▸ REQUIRED ACTION
Please check every line of the listing for "Item" and copy each line where it is found.

▸ SUPPLIED MATERIAL
+-------+

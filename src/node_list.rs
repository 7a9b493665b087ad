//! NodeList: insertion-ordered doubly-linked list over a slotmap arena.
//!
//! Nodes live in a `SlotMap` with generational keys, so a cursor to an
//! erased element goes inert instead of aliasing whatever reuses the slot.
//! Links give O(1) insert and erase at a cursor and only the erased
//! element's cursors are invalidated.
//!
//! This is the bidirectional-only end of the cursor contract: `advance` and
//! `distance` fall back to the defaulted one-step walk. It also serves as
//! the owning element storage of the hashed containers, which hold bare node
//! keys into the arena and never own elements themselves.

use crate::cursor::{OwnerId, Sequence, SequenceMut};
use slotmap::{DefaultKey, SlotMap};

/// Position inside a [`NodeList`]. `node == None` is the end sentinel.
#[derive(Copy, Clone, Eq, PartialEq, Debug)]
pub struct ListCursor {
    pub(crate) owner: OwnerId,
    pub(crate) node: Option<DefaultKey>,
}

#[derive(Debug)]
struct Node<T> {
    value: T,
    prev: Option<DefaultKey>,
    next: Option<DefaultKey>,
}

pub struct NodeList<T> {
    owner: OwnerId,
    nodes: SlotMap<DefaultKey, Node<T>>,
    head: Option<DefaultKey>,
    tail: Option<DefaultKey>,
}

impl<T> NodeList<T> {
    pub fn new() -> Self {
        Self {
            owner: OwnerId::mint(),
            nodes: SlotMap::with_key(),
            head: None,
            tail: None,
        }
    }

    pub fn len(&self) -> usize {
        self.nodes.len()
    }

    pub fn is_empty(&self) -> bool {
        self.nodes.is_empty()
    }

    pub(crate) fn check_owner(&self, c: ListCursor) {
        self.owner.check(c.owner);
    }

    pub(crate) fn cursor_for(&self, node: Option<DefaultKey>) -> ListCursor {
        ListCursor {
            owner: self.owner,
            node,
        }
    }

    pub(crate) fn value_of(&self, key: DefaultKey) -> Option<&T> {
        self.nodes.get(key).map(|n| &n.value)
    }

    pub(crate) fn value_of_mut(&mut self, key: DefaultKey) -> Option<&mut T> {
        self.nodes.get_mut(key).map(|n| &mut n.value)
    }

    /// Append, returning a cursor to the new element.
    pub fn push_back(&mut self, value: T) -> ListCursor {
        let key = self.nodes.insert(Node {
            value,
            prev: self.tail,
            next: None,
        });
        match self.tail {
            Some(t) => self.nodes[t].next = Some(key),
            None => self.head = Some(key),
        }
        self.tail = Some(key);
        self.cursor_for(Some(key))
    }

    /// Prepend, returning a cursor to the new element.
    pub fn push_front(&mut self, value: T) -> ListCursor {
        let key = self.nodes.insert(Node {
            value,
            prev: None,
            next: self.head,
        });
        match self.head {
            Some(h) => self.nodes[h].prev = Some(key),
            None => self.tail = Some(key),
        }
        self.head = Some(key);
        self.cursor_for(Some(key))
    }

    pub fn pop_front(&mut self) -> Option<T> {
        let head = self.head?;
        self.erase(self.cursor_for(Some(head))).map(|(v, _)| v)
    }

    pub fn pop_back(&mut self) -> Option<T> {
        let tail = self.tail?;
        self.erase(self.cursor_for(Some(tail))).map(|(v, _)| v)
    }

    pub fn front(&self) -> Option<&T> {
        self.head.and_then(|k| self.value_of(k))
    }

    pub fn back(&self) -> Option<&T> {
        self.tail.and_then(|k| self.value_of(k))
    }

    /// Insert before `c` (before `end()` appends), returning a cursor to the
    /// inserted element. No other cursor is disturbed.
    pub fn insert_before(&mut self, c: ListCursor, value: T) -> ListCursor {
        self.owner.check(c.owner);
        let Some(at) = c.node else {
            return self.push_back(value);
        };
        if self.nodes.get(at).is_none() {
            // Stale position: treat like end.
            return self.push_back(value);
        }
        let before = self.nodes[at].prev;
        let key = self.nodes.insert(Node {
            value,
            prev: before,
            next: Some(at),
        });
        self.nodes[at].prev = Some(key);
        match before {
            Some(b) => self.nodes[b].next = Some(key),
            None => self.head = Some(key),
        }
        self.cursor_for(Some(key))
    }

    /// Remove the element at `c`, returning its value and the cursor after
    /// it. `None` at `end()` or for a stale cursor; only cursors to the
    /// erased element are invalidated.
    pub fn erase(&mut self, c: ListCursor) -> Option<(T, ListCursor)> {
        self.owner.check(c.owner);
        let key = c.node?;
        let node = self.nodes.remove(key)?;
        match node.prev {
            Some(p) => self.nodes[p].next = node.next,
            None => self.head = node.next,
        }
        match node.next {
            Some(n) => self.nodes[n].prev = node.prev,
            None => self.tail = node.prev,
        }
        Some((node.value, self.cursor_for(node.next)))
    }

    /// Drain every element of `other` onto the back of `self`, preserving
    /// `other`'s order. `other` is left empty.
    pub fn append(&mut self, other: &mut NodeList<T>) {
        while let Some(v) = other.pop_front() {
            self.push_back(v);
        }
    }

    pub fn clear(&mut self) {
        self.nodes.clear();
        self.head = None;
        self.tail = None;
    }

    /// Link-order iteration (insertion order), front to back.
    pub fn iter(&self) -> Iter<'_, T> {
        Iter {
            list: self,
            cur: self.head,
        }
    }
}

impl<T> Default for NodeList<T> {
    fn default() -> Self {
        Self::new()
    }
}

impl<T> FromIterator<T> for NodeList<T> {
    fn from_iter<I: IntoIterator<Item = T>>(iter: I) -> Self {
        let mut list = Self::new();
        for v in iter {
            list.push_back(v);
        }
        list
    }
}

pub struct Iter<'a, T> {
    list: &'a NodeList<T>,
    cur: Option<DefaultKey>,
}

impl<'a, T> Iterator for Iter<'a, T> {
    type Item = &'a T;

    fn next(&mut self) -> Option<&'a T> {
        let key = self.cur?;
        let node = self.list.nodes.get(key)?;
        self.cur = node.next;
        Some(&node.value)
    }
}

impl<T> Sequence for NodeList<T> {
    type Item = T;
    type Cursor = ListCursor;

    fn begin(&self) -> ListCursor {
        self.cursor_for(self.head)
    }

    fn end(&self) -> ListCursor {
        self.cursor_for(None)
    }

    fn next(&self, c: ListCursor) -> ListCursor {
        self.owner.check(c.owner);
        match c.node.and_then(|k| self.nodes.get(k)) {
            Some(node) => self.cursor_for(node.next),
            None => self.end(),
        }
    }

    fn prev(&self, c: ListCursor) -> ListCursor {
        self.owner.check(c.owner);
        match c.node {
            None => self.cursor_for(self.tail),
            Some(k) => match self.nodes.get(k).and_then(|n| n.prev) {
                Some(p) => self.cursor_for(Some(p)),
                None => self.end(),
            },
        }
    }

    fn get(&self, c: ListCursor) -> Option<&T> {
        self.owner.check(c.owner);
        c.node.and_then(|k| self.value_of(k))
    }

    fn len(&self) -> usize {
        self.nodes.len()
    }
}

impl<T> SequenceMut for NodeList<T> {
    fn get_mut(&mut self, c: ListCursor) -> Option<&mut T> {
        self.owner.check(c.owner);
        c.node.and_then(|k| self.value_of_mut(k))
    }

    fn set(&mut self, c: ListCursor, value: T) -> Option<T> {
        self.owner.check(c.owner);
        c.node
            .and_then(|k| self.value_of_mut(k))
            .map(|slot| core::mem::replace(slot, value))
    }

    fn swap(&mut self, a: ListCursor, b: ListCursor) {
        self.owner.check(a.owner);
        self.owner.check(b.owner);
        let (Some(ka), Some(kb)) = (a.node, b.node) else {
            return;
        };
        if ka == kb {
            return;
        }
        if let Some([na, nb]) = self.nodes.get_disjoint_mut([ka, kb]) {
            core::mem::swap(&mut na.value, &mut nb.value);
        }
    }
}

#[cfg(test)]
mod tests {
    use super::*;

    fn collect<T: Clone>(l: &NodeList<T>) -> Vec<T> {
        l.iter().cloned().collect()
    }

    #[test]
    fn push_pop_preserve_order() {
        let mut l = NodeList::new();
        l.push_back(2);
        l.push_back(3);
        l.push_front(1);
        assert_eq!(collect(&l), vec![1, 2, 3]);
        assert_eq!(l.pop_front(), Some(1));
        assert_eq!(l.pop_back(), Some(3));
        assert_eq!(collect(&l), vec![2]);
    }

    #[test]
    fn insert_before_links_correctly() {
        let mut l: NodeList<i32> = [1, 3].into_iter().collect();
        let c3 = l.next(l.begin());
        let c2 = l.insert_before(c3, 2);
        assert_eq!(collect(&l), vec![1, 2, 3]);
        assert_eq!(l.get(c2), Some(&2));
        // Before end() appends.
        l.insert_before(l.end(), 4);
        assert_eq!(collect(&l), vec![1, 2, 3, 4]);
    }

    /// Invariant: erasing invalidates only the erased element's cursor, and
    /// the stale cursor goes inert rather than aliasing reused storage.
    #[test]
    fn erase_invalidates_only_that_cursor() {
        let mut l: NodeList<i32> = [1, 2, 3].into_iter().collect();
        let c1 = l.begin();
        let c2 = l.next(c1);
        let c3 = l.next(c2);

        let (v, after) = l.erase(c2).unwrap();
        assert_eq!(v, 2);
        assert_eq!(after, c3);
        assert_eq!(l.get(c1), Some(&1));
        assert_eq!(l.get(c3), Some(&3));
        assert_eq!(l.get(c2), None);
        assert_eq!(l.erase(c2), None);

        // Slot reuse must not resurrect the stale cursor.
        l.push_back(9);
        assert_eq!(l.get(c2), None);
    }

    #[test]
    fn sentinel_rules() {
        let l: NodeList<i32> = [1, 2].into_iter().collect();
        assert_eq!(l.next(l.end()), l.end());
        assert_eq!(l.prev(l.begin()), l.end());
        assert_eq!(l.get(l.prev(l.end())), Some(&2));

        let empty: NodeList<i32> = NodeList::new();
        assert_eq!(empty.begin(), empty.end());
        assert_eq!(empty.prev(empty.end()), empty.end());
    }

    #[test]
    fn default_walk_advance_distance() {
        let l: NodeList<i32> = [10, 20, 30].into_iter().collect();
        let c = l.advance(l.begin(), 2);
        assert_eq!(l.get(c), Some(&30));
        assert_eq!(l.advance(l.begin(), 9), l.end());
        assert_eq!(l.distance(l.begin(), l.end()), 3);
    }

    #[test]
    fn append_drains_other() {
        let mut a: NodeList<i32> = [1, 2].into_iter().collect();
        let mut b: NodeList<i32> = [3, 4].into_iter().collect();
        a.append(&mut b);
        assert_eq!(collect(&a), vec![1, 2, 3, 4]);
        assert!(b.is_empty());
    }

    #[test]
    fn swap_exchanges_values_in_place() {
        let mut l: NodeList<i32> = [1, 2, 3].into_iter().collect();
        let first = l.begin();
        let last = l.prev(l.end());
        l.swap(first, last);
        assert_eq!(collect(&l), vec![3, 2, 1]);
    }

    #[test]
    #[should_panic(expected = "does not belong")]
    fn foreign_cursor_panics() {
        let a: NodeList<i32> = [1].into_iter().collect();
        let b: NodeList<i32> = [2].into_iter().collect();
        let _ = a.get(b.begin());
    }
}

+-------+

▸ RESPONSE
    fn from_iter<I: IntoIterator<Item = T>>(iter: I) -> Self {
    type Item = &'a T;
    type Item = T;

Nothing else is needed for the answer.